> _Stored data entries_:
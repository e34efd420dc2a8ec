//! Client configuration.

use std::time::Duration;

use folio_core::{defaults, Error, Result};
use url::Url;

use crate::endpoint::resolve_endpoint;

#[derive(Debug, Clone)]
pub struct ClientConfig {
    /// Resolved live channel URL.
    pub endpoint: Url,
    pub backoff_floor: Duration,
    pub backoff_ceiling: Duration,
}

impl ClientConfig {
    /// Connect to `endpoint` with the default backoff.
    pub fn new(endpoint: Url) -> Self {
        Self {
            endpoint,
            backoff_floor: Duration::from_millis(defaults::BACKOFF_FLOOR_MS),
            backoff_ceiling: Duration::from_millis(defaults::BACKOFF_CEILING_MS),
        }
    }

    pub fn with_backoff(mut self, floor: Duration, ceiling: Duration) -> Self {
        self.backoff_floor = floor;
        self.backoff_ceiling = ceiling;
        self
    }

    /// Load from `LIVE_ORIGIN`, `LIVE_URL`, `LIVE_BACKOFF_FLOOR_MS` and
    /// `LIVE_BACKOFF_CEILING_MS`.
    pub fn from_env() -> Result<Self> {
        Self::from_lookup(|key| std::env::var(key).ok())
    }

    pub fn from_lookup<F>(lookup: F) -> Result<Self>
    where
        F: Fn(&str) -> Option<String>,
    {
        let origin_raw =
            lookup("LIVE_ORIGIN").unwrap_or_else(|| defaults::CLIENT_ORIGIN.to_string());
        let origin = Url::parse(&origin_raw)
            .map_err(|e| Error::Config(format!("LIVE_ORIGIN '{}': {}", origin_raw, e)))?;
        let endpoint = resolve_endpoint(&origin, lookup("LIVE_URL").as_deref())?;

        let floor = parse_millis(&lookup, "LIVE_BACKOFF_FLOOR_MS", defaults::BACKOFF_FLOOR_MS)?;
        let ceiling = parse_millis(
            &lookup,
            "LIVE_BACKOFF_CEILING_MS",
            defaults::BACKOFF_CEILING_MS,
        )?;
        if ceiling < floor {
            return Err(Error::Config(format!(
                "LIVE_BACKOFF_CEILING_MS ({}) is below LIVE_BACKOFF_FLOOR_MS ({})",
                ceiling.as_millis(),
                floor.as_millis()
            )));
        }

        Ok(Self {
            endpoint,
            backoff_floor: floor,
            backoff_ceiling: ceiling,
        })
    }
}

fn parse_millis<F>(lookup: &F, key: &str, default: u64) -> Result<Duration>
where
    F: Fn(&str) -> Option<String>,
{
    let ms = match lookup(key) {
        Some(raw) => raw
            .trim()
            .parse::<u64>()
            .map_err(|_| Error::Config(format!("{} must be milliseconds, got '{}'", key, raw)))?,
        None => default,
    };
    if ms == 0 {
        return Err(Error::Config(format!("{} must be greater than zero", key)));
    }
    Ok(Duration::from_millis(ms))
}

> _Instructions to follow_: The expected output is every line of the records in which the string "ClientConfig" appears.

> _Task response_:
pub struct ClientConfig {
impl ClientConfig {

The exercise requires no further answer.